(PROBLEM TO SOLVE): Which lines of the entries hold the string "bool"? Copy each one.

───── MATERIAL TO PROCESS ─────

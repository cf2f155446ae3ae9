//! Rewrites image share links into URLs an `<img src>` can load directly.

use regex::Regex;
use std::sync::OnceLock;
use tracing::debug;
use url::Url;

#[derive(Debug, Clone, PartialEq, Eq)]
pub enum NormalizedLink {
    Direct(String),
    Unsupported,
}

impl NormalizedLink {
    pub fn into_direct(self) -> Option<String> {
        match self {
            NormalizedLink::Direct(url) => Some(url),
            NormalizedLink::Unsupported => None,
        }
    }

    pub fn is_supported(&self) -> bool {
        matches!(self, NormalizedLink::Direct(_))
    }
}

fn imgur_id_pattern() -> &'static Regex {
    static PATTERN: OnceLock<Regex> = OnceLock::new();
    PATTERN.get_or_init(|| Regex::new(r"imgur\.com/([a-zA-Z0-9]+)").expect("imgur id pattern"))
}

fn host_matches(host: &str, domain: &str) -> bool {
    host == domain || host.strip_suffix(domain).map_or(false, |rest| rest.ends_with('.'))
}

/// Converts a Dropbox or Imgur share link to a direct media URL.
///
/// Pure string and URL work, no network. Anything that is not a single
/// Dropbox file or a single Imgur image comes back as `Unsupported`.
pub fn normalize(raw_url: &str) -> NormalizedLink {
    let raw_url = raw_url.trim();
    if raw_url.is_empty() {
        return NormalizedLink::Unsupported;
    }

    let parsed = match Url::parse(raw_url) {
        Ok(parsed) => parsed,
        Err(e) => {
            debug!("Could not parse image share URL {:?}: {}", raw_url, e);
            return NormalizedLink::Unsupported;
        }
    };
    let host = parsed.host_str().unwrap_or("").to_ascii_lowercase();

    if host_matches(&host, "dropbox.com") {
        return NormalizedLink::Direct(dropbox_raw(parsed));
    }

    if host_matches(&host, "imgur.com") {
        return imgur_direct(raw_url, &parsed, &host);
    }

    NormalizedLink::Unsupported
}

/// Drops every `dl` parameter and forces `raw=1`, keeping the rest of the query.
fn dropbox_raw(mut url: Url) -> String {
    let mut pairs: Vec<(String, String)> = Vec::new();
    let mut raw_set = false;
    for (key, value) in url.query_pairs() {
        match key.as_ref() {
            "dl" => continue,
            "raw" if raw_set => continue,
            "raw" => {
                pairs.push(("raw".to_string(), "1".to_string()));
                raw_set = true;
            }
            _ => pairs.push((key.to_string(), value.into_owned())),
        }
    }
    if !raw_set {
        pairs.push(("raw".to_string(), "1".to_string()));
    }

    url.query_pairs_mut().clear().extend_pairs(pairs);
    url.to_string()
}

fn imgur_direct(raw_url: &str, parsed: &Url, host: &str) -> NormalizedLink {
    let path = parsed.path();
    if path.contains("/a/") || path.contains("/gallery/") {
        return NormalizedLink::Unsupported;
    }

    if host == "i.imgur.com" {
        // Kept verbatim, so it must not be able to close the `src` attribute.
        if raw_url.contains(|c: char| matches!(c, '"' | '\'' | '<' | '>') || c.is_whitespace()) {
            return NormalizedLink::Unsupported;
        }
        return NormalizedLink::Direct(raw_url.to_string());
    }

    // Imgur serves the right format for the id; .jpg is only the extension hint.
    let candidate = format!("{}{}", host, path);
    match imgur_id_pattern().captures(&candidate) {
        Some(caps) => NormalizedLink::Direct(format!("https://i.imgur.com/{}.jpg", &caps[1])),
        None => NormalizedLink::Unsupported,
    }
}
use crate::profile::{MediaAttachment, ProfileField};
use anyhow::{bail, Context, Result};
use serde::Deserialize;
use std::collections::BTreeMap;
use std::fs;
use std::path::Path;
use tracing::warn;

/// One category selector plus link input.
#[derive(Debug, Clone, Default, PartialEq, Eq, Deserialize)]
#[serde(default)]
pub struct MediaRow {
    pub category: String,
    pub url: String,
}

/// A filled-in profile form, read from YAML.
#[derive(Debug, Clone, Default, PartialEq, Eq, Deserialize)]
#[serde(default)]
pub struct FormSubmission {
    /// Raw text keyed by form id (`my-business`, `top-product`, ...).
    pub fields: BTreeMap<String, Option<String>>,
    pub images: Vec<MediaRow>,
    pub videos: Vec<MediaRow>,
    pub image_size: Option<String>,
}

impl FormSubmission {
    pub fn load<P: AsRef<Path>>(path: P) -> Result<Self> {
        let path = path.as_ref();
        let content = fs::read_to_string(path)
            .with_context(|| format!("Failed to read submission file {}", path.display()))?;
        Self::parse(&content)
    }

    pub fn parse(content: &str) -> Result<Self> {
        let form: FormSubmission = serde_yaml::from_str(content)
            .context("Failed to parse submission file")?;
        Ok(form)
    }

    pub fn field_texts(&self) -> BTreeMap<ProfileField, String> {
        let mut texts = BTreeMap::new();
        for (id, text) in &self.fields {
            match ProfileField::ALL.into_iter().find(|field| field.form_id() == id) {
                Some(field) => {
                    texts.insert(field, text.as_deref().unwrap_or("").trim().to_string());
                }
                None => warn!("Ignoring unknown form field '{}'", id),
            }
        }
        texts
    }

    /// Image rows followed by video rows, each capped and kept in entry order.
    pub fn attachments(&self, max_images: usize, max_videos: usize) -> Vec<MediaAttachment> {
        let images = capped(&self.images, max_images, "image")
            .iter()
            .map(|row| MediaAttachment::image(selector(&row.category), row.url.trim()));
        let videos = capped(&self.videos, max_videos, "video")
            .iter()
            .map(|row| MediaAttachment::video(selector(&row.category), row.url.trim()));
        images.chain(videos).collect()
    }

    pub fn image_size(&self, default: &str) -> String {
        self.image_size
            .as_deref()
            .map(str::trim)
            .filter(|size| !size.is_empty())
            .unwrap_or(default)
            .to_string()
    }
}

fn capped<'a>(rows: &'a [MediaRow], max: usize, kind: &str) -> &'a [MediaRow] {
    if rows.len() > max {
        warn!("Only the first {} {} rows are used, {} given", max, kind, rows.len());
        &rows[..max]
    } else {
        rows
    }
}

fn selector(value: &str) -> Option<ProfileField> {
    let field = ProfileField::from_selector(value);
    if field.is_none() && !matches!(value.trim(), "" | "none") {
        warn!("Unknown category '{}', row ignored", value);
    }
    field
}

pub const STARTER: &str = r#"# Profile submission. Blank fields are sent as "Not provided."
# Lines starting with *, - or + become bullet lists; **bold** becomes <strong>.
fields:
  my-business: |

  top-product: |

  top-problem-solved: |

  ideal-referral: |

  ideal-referral-partner: |

  bni-story: |


# Up to five images. category is one of: myBusiness, topProduct,
# topProblemSolved, idealReferral, idealReferralPartner, bniStory (or none).
# Public Dropbox file links and single Imgur images are supported.
images:
  - category: none
    url: ""

# Up to five YouTube videos.
videos:
  - category: none
    url: ""

# Maximum image width, e.g. 100%, 75%, 50%
image_size: "100%"
"#;

pub fn write_starter<P: AsRef<Path>>(path: P) -> Result<()> {
    let path = path.as_ref();
    if path.exists() {
        bail!("File '{}' already exists", path.display());
    }
    if let Some(parent) = path.parent().filter(|parent| !parent.as_os_str().is_empty()) {
        fs::create_dir_all(parent)
            .context("Failed to create submission directory")?;
    }
    fs::write(path, STARTER)
        .context("Failed to write submission file")?;
    Ok(())
}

─────

(EXPECTED OUTPUT):
    pub fn is_supported(&self) -> bool {
fn host_matches(host: &str, domain: &str) -> bool {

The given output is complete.